Keywords: Multicenter study, Longshi scale, disability assessment, Barthel scale, modified Rankin scale, predictor
Introduction
Aging societies have increased worldwide.1 Owing to increasing economic development in many countries, the health of local populations has greatly improved, thereby prolonging the life span and increasing the proportion of older people in the population each year.2 However, rapidly aging populations can lead to many social challenges. For example, with an increased number of older people entering retirement, the labor force decreases and the burden of care for older people increases.3 Aging of the population is a great challenge to society in countries worldwide. Hence, it is of great importance to distinguish older people who do not have the ability to work or to care for themselves, to provide greater focus on the treatment and care of these people.4
At present, there are several methods used to define and distinguish non-disabled people from their disabled counterparts.5 One of these is the Barthel scale, which was first introduced in 1965.6 This scale is used to assess the ability to live at home by measuring the degree of independence after discharge from the hospital.7 Another approach to measuring disability is the modified Rankin scale (mRS), which was first introduced to assess disability in patients with stroke. The mRS is also applicable to other patients.8 In the early stage, it was found that activities of daily living (ADL) are positively correlated with the range of activities, and all daily life activities are completed within the scope of either bed, the home, or community. According to the results of a survey, representative indicators of daily life activities were selected as the content for the assessment, and these are presented in the form of images in the Barthel scale. We developed a method for assessing self-care ability in daily life using a scenario diagram (the Longshi scale),9 which was approved by the National Standards Commission of China in 2016 as an evaluation method of self-care ability with respect to ADL among disabled people (20162587-T-314). This scale allows rehabilitation professionals, people with disabilities, and their families to clearly understand a disabled person’s functional status and the effects of rehabilitation. Compared with the Barthel scale, the Longshi scale has good reliability and validity among the population of Shenzhen. 9 In the present work, we conducted a cross-sectional study of disabled patients at seven hospitals located in two provinces of southeastern China, to determine whether the Longshi scale was superior to the Barthel scale and mRS in disability assessment.
Methods
Study design and participants
The present cross-sectional survey was conducted from September 2018 to August 2019 in Guangxi and Fujian, China, and included seven hospitals. Surveyed participants included disabled people and professional and non-professional assessors. All participants were residents with local hukou. The specific inclusion and exclusion criteria are as follows:
People with disabilities: Inclusion criteria: 18 to 80 years old, and diagnosed with a disability by a medical professional (including visual disability, hearing disability, speech disability, physical disability, intellectual disability, mental disability and multiple disabilities). Exclusion criteria: severe cognitive impairment, communication problems, depression, and dementia.

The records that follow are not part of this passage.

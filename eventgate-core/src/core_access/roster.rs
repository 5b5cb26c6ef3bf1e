//! Participant listing under the event's privacy policy

use super::errors::{AccessError, AccessResult, NotFoundKind};
use crate::core_event::{EventId, Participant, ViewerContext};
use crate::storage::{EventStore, ParticipationStore};
use std::sync::Arc;
use tracing::debug;

/// Lists an event's participants as a particular viewer may see them
pub struct RosterProjector {
    events: Arc<dyn EventStore>,
    participations: Arc<dyn ParticipationStore>,
}

impl RosterProjector {
    pub fn new(events: Arc<dyn EventStore>, participations: Arc<dyn ParticipationStore>) -> Self {
        Self {
            events,
            participations,
        }
    }

    /// Roster ordered by join time.
    ///
    /// Admins, the owner and participants see everyone with contact details.
    /// Other viewers see nothing when the roster is hidden until joining;
    /// otherwise they see everyone, minus emails if they are unverified.
    pub fn list_participants(
        &self,
        event_id: EventId,
        viewer: &ViewerContext,
    ) -> AccessResult<Vec<Participant>> {
        let access = self
            .events
            .event_access(event_id)?
            .ok_or(AccessError::NotFound(NotFoundKind::Event))?;

        let participant = match viewer.user_id {
            Some(user_id) => self.participations.is_participant(event_id, user_id)?,
            None => false,
        };

        if viewer.admin || viewer.is_owner_of(access.owner_id) || participant {
            return Ok(self.participations.participants(event_id)?);
        }

        if access.privacy.hide_participants_until_joined {
            debug!(%event_id, "Roster hidden from non-participant");
            return Ok(Vec::new());
        }

        let mut roster = self.participations.participants(event_id)?;
        if !viewer.verified {
            for entry in &mut roster {
                entry.email = None;
            }
        }
        Ok(roster)
    }
}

Professional assessors: Inclusion criteria: 18 to 80 years old, and medical work experience of at least 1 year. Exclusion criteria: individuals with disabilities and cognitive impairments.
Non-professional assessors: Inclusion criteria: 18 to 80 years old, and a non-disabled and medical worker. Exclusion criteria: individuals with cognitive impairment.
Ethics
The present study was approved by the Ethics Committee of the Second People’s Hospital of Shenzhen. All participants voluntarily completed the questionnaire and provided their signed informed consent after the purpose and significance of the study had been explained to them.
Observation indicators
Disability assessment was performed using the Longshi scale, Barthel scale, and mRS. We compared differences in the assessment results among these three methods and explored the potential factors affecting these results.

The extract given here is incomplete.